- [WHAT IS REQUIRED]: The entries below contain a line with "fn name(&self) ->" and a line with "self.bank_ready[bank] = media_done;". Quote exactly those two lines and all lines between them.

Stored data
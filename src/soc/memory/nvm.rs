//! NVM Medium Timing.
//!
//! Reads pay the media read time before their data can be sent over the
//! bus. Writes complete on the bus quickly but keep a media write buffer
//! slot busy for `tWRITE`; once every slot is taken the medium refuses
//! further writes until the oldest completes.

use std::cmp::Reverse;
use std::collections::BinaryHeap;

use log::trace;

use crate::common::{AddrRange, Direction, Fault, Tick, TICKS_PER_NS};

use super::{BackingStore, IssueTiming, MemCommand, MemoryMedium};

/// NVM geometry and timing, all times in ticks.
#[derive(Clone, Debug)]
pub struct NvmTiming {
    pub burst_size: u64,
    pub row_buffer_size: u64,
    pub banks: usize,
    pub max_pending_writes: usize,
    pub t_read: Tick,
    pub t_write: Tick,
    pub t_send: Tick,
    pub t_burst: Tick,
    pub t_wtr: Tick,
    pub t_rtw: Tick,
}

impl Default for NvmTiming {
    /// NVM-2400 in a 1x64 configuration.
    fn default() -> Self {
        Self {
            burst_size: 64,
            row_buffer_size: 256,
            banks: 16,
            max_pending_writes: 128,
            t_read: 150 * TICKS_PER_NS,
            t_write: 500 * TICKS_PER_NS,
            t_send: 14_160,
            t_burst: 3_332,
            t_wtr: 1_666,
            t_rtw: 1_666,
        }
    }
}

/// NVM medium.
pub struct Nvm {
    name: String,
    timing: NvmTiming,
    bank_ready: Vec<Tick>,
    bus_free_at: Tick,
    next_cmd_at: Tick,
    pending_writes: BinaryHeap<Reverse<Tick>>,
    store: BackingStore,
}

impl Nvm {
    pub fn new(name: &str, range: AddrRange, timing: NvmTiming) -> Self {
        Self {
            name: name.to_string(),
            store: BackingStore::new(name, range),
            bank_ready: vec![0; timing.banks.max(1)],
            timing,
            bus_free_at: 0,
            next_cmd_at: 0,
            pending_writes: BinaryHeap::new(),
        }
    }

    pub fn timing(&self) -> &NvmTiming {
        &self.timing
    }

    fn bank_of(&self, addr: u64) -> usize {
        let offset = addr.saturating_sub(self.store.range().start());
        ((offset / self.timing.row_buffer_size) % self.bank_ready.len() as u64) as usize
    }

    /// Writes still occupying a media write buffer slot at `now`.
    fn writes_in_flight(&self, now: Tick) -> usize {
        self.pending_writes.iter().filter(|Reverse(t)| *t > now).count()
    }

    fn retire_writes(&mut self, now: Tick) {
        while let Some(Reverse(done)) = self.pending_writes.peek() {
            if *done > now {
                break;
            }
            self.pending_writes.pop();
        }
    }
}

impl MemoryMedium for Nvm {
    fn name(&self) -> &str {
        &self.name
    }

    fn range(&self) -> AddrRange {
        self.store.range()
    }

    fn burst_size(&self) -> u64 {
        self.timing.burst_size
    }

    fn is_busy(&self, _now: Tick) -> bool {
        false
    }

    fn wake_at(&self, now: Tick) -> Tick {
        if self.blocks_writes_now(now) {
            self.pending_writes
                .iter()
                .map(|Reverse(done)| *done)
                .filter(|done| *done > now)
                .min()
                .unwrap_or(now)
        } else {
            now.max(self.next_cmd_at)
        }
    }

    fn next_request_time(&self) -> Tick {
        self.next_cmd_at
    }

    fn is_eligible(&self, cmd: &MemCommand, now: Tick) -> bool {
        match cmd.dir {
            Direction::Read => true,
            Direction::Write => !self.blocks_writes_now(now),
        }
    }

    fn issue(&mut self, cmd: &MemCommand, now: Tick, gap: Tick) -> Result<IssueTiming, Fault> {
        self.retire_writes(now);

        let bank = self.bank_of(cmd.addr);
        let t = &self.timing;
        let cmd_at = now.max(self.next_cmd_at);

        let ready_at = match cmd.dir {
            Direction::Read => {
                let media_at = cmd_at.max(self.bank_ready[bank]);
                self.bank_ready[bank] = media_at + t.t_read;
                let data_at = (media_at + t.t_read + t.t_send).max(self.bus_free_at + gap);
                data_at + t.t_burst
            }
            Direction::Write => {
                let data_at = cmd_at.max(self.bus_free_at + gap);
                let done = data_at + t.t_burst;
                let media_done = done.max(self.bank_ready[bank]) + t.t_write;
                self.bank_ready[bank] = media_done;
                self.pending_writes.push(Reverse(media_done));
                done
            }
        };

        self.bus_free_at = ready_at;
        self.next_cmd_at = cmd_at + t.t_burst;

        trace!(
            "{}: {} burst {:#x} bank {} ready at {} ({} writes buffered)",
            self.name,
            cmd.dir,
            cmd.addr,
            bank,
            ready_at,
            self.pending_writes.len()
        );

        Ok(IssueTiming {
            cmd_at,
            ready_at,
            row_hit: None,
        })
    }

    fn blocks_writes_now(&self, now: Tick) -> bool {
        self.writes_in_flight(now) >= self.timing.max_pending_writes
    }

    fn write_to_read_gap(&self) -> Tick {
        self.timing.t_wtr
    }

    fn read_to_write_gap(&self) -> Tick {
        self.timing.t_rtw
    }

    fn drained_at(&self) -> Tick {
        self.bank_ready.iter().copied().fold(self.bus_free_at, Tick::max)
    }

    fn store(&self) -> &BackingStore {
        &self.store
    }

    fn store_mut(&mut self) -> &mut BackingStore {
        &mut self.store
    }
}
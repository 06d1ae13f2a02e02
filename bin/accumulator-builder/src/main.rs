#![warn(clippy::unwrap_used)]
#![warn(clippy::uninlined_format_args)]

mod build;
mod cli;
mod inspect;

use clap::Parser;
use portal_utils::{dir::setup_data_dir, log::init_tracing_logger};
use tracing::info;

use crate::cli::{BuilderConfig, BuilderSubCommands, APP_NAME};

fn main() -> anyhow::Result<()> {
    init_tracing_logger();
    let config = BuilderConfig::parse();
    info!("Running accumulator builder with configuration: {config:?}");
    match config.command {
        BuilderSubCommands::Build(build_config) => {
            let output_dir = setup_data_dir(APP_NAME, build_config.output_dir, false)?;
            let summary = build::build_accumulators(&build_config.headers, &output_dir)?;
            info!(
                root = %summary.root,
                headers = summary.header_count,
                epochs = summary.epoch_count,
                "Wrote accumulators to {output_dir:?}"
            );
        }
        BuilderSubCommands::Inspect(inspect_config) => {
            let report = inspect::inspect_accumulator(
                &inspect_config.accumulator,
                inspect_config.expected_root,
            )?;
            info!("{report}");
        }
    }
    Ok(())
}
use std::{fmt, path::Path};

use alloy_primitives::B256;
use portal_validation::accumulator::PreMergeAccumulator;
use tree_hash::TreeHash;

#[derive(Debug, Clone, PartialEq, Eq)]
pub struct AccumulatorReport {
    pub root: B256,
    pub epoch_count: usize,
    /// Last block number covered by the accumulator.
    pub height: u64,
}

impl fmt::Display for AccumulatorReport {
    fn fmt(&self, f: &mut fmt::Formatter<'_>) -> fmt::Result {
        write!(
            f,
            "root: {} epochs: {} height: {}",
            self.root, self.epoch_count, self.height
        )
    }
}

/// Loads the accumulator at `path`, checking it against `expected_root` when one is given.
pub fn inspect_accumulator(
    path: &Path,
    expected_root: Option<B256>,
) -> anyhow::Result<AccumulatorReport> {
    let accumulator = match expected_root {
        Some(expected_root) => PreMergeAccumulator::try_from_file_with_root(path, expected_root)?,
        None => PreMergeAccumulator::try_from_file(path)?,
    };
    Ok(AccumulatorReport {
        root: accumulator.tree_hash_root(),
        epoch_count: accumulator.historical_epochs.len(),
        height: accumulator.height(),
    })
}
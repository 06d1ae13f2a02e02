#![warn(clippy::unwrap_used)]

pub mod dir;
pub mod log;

- [SOLUTION TO THE EXERCISE]:
    fn name(&self) -> &str {
        &self.name
    }

    fn range(&self) -> AddrRange {
        self.store.range()
    }

    fn burst_size(&self) -> u64 {
        self.timing.burst_size
    }

    fn is_busy(&self, _now: Tick) -> bool {
        false
    }

    fn wake_at(&self, now: Tick) -> Tick {
        if self.blocks_writes_now(now) {
            self.pending_writes
                .iter()
                .map(|Reverse(done)| *done)
                .filter(|done| *done > now)
                .min()
                .unwrap_or(now)
        } else {
            now.max(self.next_cmd_at)
        }
    }

    fn next_request_time(&self) -> Tick {
        self.next_cmd_at
    }

    fn is_eligible(&self, cmd: &MemCommand, now: Tick) -> bool {
        match cmd.dir {
            Direction::Read => true,
            Direction::Write => !self.blocks_writes_now(now),
        }
    }

    fn issue(&mut self, cmd: &MemCommand, now: Tick, gap: Tick) -> Result<IssueTiming, Fault> {
        self.retire_writes(now);

        let bank = self.bank_of(cmd.addr);
        let t = &self.timing;
        let cmd_at = now.max(self.next_cmd_at);

        let ready_at = match cmd.dir {
            Direction::Read => {
                let media_at = cmd_at.max(self.bank_ready[bank]);
                self.bank_ready[bank] = media_at + t.t_read;
                let data_at = (media_at + t.t_read + t.t_send).max(self.bus_free_at + gap);
                data_at + t.t_burst
            }
            Direction::Write => {
                let data_at = cmd_at.max(self.bus_free_at + gap);
                let done = data_at + t.t_burst;
                let media_done = done.max(self.bank_ready[bank]) + t.t_write;
                self.bank_ready[bank] = media_done;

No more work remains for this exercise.